Provider requirements

Minimum Also tested
Python 3.11 3.12, 3.13
Apache Airflow 2.11 3.x

Spark platform matrix

Pass one of these names as spark_impl_name:

spark_impl_name Platform Spark Scala Python runtime
GLUE_v4 AWS Glue 4.0 3.3.0 2.12 3.10
GLUE_v5 AWS Glue 5.0 3.5.2 2.12 3.11
DATABRICKS_v14 Databricks Runtime 14.3 LTS 3.5.0 2.12 3.10.12
DATABRICKS_v15 Databricks Runtime 15.4 LTS 3.5.0 2.12 3.11.0
WHEROBOTS_v1_5_0 Wherobots Cloud 1.5.0 3.5.0 2.12 3.11

SYNAPSE_v3_3_1 / SYNAPSE_v3_4_1 are defined but not yet active (Azure Synapse support reserved).

Apache Sedona (optional)

Sedona JARs are resolved from Maven Central at runtime.
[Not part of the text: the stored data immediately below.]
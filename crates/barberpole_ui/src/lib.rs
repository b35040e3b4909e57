//! # BARBERPOLE UI
//!
//! Animated "barber pole" stripes for any host UI framework:
//! - Stripes rotated at any integer angle, never leaving corner gaps
//! - Linear, endlessly repeating scroll with pause/resume on visibility
//! - Draw calls issued through a host [`Surface`], or recorded for tests
//!
//! ## Architecture
//!
//! ```text
//! ┌──────────────────────────────────────────────────────────┐
//! │                    BARBER POLE PIPELINE                   │
//! ├──────────────────────────────────────────────────────────┤
//! │  Config → Rotated Bounds → Stripe Plan → Surface Calls   │
//! │     ↓            ↓              ↑             ↓          │
//! │  Style     resize/rotate   Offset Animator  clip/rotate  │
//! │                              (host ticks)   translate    │
//! └──────────────────────────────────────────────────────────┘
//! ```
//!
//! ## Example
//!
//! ```rust
//! use std::time::Duration;
//! use barberpole_ui::{BarberPoleConfig, BarberPoleView, CommandRecorder, Widget};
//!
//! let mut view = BarberPoleView::new(&BarberPoleConfig::default())?;
//! view.on_resize(100, 200);
//! view.on_frame(Duration::from_millis(16), &mut || {});
//!
//! let mut recorder = CommandRecorder::new();
//! view.on_paint(&mut recorder);
//! assert!(recorder.lines().count() > 0);
//! # Ok::<(), barberpole_ui::BarberPoleError>(())
//! ```

#![deny(missing_docs)]
#![deny(unsafe_code)]
#![deny(clippy::all)]
#![warn(clippy::pedantic)]
#![deny(clippy::perf)]

pub mod animation;
pub mod config;
pub mod error;
pub mod render;
pub mod style;
pub mod widget;

pub use animation::{AnimatorState, OffsetAnimator};
pub use barberpole_core::{IntRect, Orientation, RotatedBounds, StripeLine};
pub use config::BarberPoleConfig;
pub use error::{BarberPoleError, BarberPoleResult};
pub use render::{render_stripes, CommandRecorder, RenderCommand, Surface};
pub use style::{Color, StripePaint, StripeStyle};
pub use widget::{BarberPoleView, RedrawRequester, Widget, WidgetFlags};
Tested pairings and the minimum Spark version required:

Sedona geotools-wrapper Min Spark
1.5.3 28.2 3.3
1.6.1 28.2 3.3
1.7.0 28.5 3.3
1.7.1 28.5 3.3
1.7.2 28.5 3.3
1.8.1 33.1 3.4 (Spark 3.3 dropped)
1.9.0 33.5 3.4 (Spark 3.3 dropped)

Quick start

from datetime import datetime

from airflow import DAG

from overture_airflow_provider import (
    ArtifactStoreConfig,
    AwsGlueClusterSize,
    GlueConfig,
    IcebergConfig,
    PackageRegistryConfig,
    spark_agnostic_task_group,
)

with DAG(
    dag_id="example_spark_agnostic",
    start_date=datetime(2025, 1, 1),
    schedule=None,
    catchup=False,
) as dag:
    spark_agnostic_task_group(
        group_id="my_spark_job",
        spark_impl_name="GLUE_v5",
        sedona_version="1.7.0",
        module_name="my_pkg.jobs",
        class_name="MyJob",
        python_packages="my-pkg==1.0.0",
        parameters={"s3_input": "s3://example-bucket/in/", "s3_output": "s3://example-bucket/out/"},
        spark_cluster_size=AwsGlueClusterSize.G_2X.name,
        artifact_store=ArtifactStoreConfig(
            s3_bucket="example-bucket",
            s3_root="spark-agnostic-operator",
        ),
        package_registry=PackageRegistryConfig(
            domain="my-domain",
            domain_owner="123456789012",
            repository="my-pypi",
            region="us-east-1",
        ),
        glue_config=GlueConfig(iam_role_name="AWSGlueServiceRole"),
        iceberg_config=IcebergConfig(spark_config="{}"),
    )

Switching to Databricks or Wherobots is just a different spark_impl_name plus the corresponding DatabricksConfig / WherobotsConfig dataclass — the surrounding DAG code does not change.

See examples/example_dag.py for a runnable DAG that targets all three platforms.

See SPEC.md for the full architecture.

Local rendering (testing without Airflow)

The overture_airflow_provider.render module produces the exact platform submission payload that the task group would emit, without importing or executing any Airflow operators. Use it to drive real cloud resources from the CLI, or to snapshot-test payload shape in CI.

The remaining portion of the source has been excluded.